### Your objective
Set down each line of the data below exactly.

======== Data records ========

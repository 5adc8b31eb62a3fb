//! Index structures.

pub mod hnsw;

pub use hnsw::{GraphStats, HnswGraph, HnswIndexParams};
//! Write synchronization strategy, selected once at construction.
//!
//! - [`WriteGate::Global`]: one mutex serializes every write
//!   (`multi_threaded = false`).
//! - [`WriteGate::Striped`]: identifiers hash onto 64 independent mutexes;
//!   writes to distinct identifiers run in parallel and rely on per-node link
//!   locks, writes to the same identifier serialize (`multi_threaded = true`).
//!
//! Readers never touch the gate.

use parking_lot::{Mutex, MutexGuard};

/// Number of stripes for concurrent writers.
pub(crate) const NUM_STRIPES: usize = 64;

/// Write serialization strategy.
#[derive(Debug)]
pub(crate) enum WriteGate {
    /// Single writer at a time.
    Global(Mutex<()>),
    /// One writer per identifier stripe.
    Striped(Box<[Mutex<()>; NUM_STRIPES]>),
}

impl WriteGate {
    /// Builds the gate for the `multi_threaded` flag.
    pub(crate) fn new(multi_threaded: bool) -> Self {
        if multi_threaded {
            Self::Striped(Box::new(std::array::from_fn(|_| Mutex::new(()))))
        } else {
            Self::Global(Mutex::new(()))
        }
    }

    /// Stripe index for an identifier.
    #[inline]
    pub(crate) const fn stripe(lid: u32) -> usize {
        lid as usize % NUM_STRIPES
    }

    /// Locks the gate for a write on `lid`.
    pub(crate) fn lock(&self, lid: u32) -> MutexGuard<'_, ()> {
        match self {
            Self::Global(lock) => lock.lock(),
            Self::Striped(stripes) => stripes[Self::stripe(lid)].lock(),
        }
    }

    /// Returns true if distinct identifiers may be written concurrently.
    pub(crate) fn is_concurrent(&self) -> bool {
        matches!(self, Self::Striped(_))
    }
}
//! # `AnnBm` Core
//!
//! In-memory approximate nearest neighbor index built on an HNSW graph.
//!
//! Vectors are addressed by caller-assigned `u32` identifiers. Setting an
//! identifier twice overwrites its vector and relinks its node; top-k
//! queries return identifiers with distances, ascending.
//!
//! ## Features
//!
//! - **4 Distance Metrics**: Euclidean, Angular, Inner product, Hamming
//! - **Diversity heuristic** for neighbor selection with mutual pruning
//! - **Concurrent reads**, and optionally concurrent writes on distinct ids
//! - **SIMD kernels** via `wide`
//! - **Layered configuration** (`annbm.toml`, `ANNBM_*` env vars)
//!
//! ## Quick Start
//!
//! ```rust
//! use annbm_core::{AnnBm, DistanceMetric, HnswIndexParams};
//!
//! let params = HnswIndexParams::new(16, 200, DistanceMetric::Angular, true);
//! let index = AnnBm::new(3, params)?;
//!
//! index.set_value(1, &[1.0, 0.0, 0.0])?;
//! index.set_value(2, &[0.0, 1.0, 0.0])?;
//!
//! let hits = index.find_top_k(1, &[0.9, 0.1, 0.0], 50, f64::MAX)?;
//! assert_eq!(hits[0].lid, 1);
//! # Ok::<(), annbm_core::Error>(())
//! ```

#![warn(missing_docs)]
#![warn(clippy::all)]
#![warn(clippy::pedantic)]
#![allow(clippy::module_name_repetitions)]
// Lossy casts are confined to distance kernels and statistics
#![allow(clippy::cast_possible_truncation)]
#![allow(clippy::cast_precision_loss)]
#![allow(clippy::cast_sign_loss)]
// =============================================================================
// STYLISTIC LINTS - Safe to allow globally (no bug risk)
// =============================================================================
#![allow(clippy::significant_drop_tightening)]
#![allow(clippy::missing_const_for_fn)]
#![allow(clippy::derive_partial_eq_without_eq)]
#![allow(clippy::redundant_pub_crate)]
#![allow(clippy::significant_drop_in_scrutinee)]
#![allow(clippy::doc_markdown)]
#![allow(clippy::too_many_arguments)]
#![allow(clippy::uninlined_format_args)]
#![allow(clippy::missing_errors_doc)]

pub mod config;
pub mod distance;
#[cfg(test)]
mod distance_tests;
pub mod engine;
#[cfg(test)]
mod engine_tests;
pub mod error;
pub mod index;
pub mod logging;
pub mod metrics;
pub mod simd;

pub use config::{AnnBmConfig, ConfigError, HnswConfig, LoggingConfig, SearchConfig};
pub use distance::DistanceMetric;
pub use engine::{AnnBm, SearchHit};
pub use error::{Error, Result};
pub use index::hnsw::{GraphStats, HnswIndexParams, MAX_LEVELS};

========

### Response
repository 5adc8b31eb62a3fb
//! Index structures.

pub mod hnsw;

pub use hnsw::{GraphStats, HnswGraph, HnswIndexParams};
//! Write synchronization strategy, selected once at construction.
//!
//! - [`WriteGate::Global`]: one mutex serializes every write
//!   (`multi_threaded = false`).
//! - [`WriteGate::Striped`]: identifiers hash onto 64 independent mutexes;
//!   writes to distinct identifiers run in parallel and rely on per-node link
//!   locks, writes to the same identifier serialize (`multi_threaded = true`).
//!
//! Readers never touch the gate.

use parking_lot::{Mutex, MutexGuard};

/// Number of stripes for concurrent writers.
pub(crate) const NUM_STRIPES: usize = 64;

/// Write serialization strategy.
#[derive(Debug)]
pub(crate) enum WriteGate {
    /// Single writer at a time.
    Global(Mutex<()>),
    /// One writer per identifier stripe.
    Striped(Box<[Mutex<()>; NUM_STRIPES]>),
}

impl WriteGate {
    /// Builds the gate for the `multi_threaded` flag.
    pub(crate) fn new(multi_threaded: bool) -> Self {
        if multi_threaded {
            Self::Striped(Box::new(std::array::from_fn(|_| Mutex::new(()))))
        } else {
            Self::Global(Mutex::new(()))
        }
    }

    /// Stripe index for an identifier.
    #[inline]
    pub(crate) const fn stripe(lid: u32) -> usize {
        lid as usize % NUM_STRIPES
    }

    /// Locks the gate for a write on `lid`.
    pub(crate) fn lock(&self, lid: u32) -> MutexGuard<'_, ()> {
        match self {
            Self::Global(lock) => lock.lock(),
            Self::Striped(stripes) => stripes[Self::stripe(lid)].lock(),
        }
    }

    /// Returns true if distinct identifiers may be written concurrently.
    pub(crate) fn is_concurrent(&self) -> bool {
        matches!(self, Self::Striped(_))
    }
}
//! # `AnnBm` Core
//!
//! In-memory approximate nearest neighbor index built on an HNSW graph.
//!
//! Vectors are addressed by caller-assigned `u32` identifiers. Setting an
//! identifier twice overwrites its vector and relinks its node; top-k
//! queries return identifiers with distances, ascending.
//!
//! ## Features
//!
//! - **4 Distance Metrics**: Euclidean, Angular, Inner product, Hamming
//! - **Diversity heuristic** for neighbor selection with mutual pruning
//! - **Concurrent reads**, and optionally concurrent writes on distinct ids
//! - **SIMD kernels** via `wide`
//! - **Layered configuration** (`annbm.toml`, `ANNBM_*` env vars)
//!
//! ## Quick Start
//!
//! ```rust
//! use annbm_core::{AnnBm, DistanceMetric, HnswIndexParams};
//!
//! let params = HnswIndexParams::new(16, 200, DistanceMetric::Angular, true);
//! let index = AnnBm::new(3, params)?;
//!
//! index.set_value(1, &[1.0, 0.0, 0.0])?;
//! index.set_value(2, &[0.0, 1.0, 0.0])?;
//!
//! let hits = index.find_top_k(1, &[0.9, 0.1, 0.0], 50, f64::MAX)?;
//! assert_eq!(hits[0].lid, 1);
//! # Ok::<(), annbm_core::Error>(())
//! ```

#![warn(missing_docs)]
#![warn(clippy::all)]
#![warn(clippy::pedantic)]
#![allow(clippy::module_name_repetitions)]
// Lossy casts are confined to distance kernels and statistics
#![allow(clippy::cast_possible_truncation)]
#![allow(clippy::cast_precision_loss)]
#![allow(clippy::cast_sign_loss)]
// =============================================================================
// STYLISTIC LINTS - Safe to allow globally (no bug risk)
// =============================================================================
#![allow(clippy::significant_drop_tightening)]
#![allow(clippy::missing_const_for_fn)]
#![allow(clippy::derive_partial_eq_without_eq)]
#![allow(clippy::redundant_pub_crate)]
#![allow(clippy::significant_drop_in_scrutinee)]
#![allow(clippy::doc_markdown)]
#![allow(clippy::too_many_arguments)]
#![allow(clippy::uninlined_format_args)]
#![allow(clippy::missing_errors_doc)]

pub mod config;
pub mod distance;
#[cfg(test)]
mod distance_tests;
pub mod engine;
#[cfg(test)]
mod engine_tests;
pub mod error;
pub mod index;
pub mod logging;
pub mod metrics;
pub mod simd;

pub use config::{AnnBmConfig, ConfigError, HnswConfig, LoggingConfig, SearchConfig};
pub use distance::DistanceMetric;
pub use engine::{AnnBm, SearchHit};
pub use error::{Error, Result};
pub use index::hnsw::{GraphStats, HnswIndexParams, MAX_LEVELS};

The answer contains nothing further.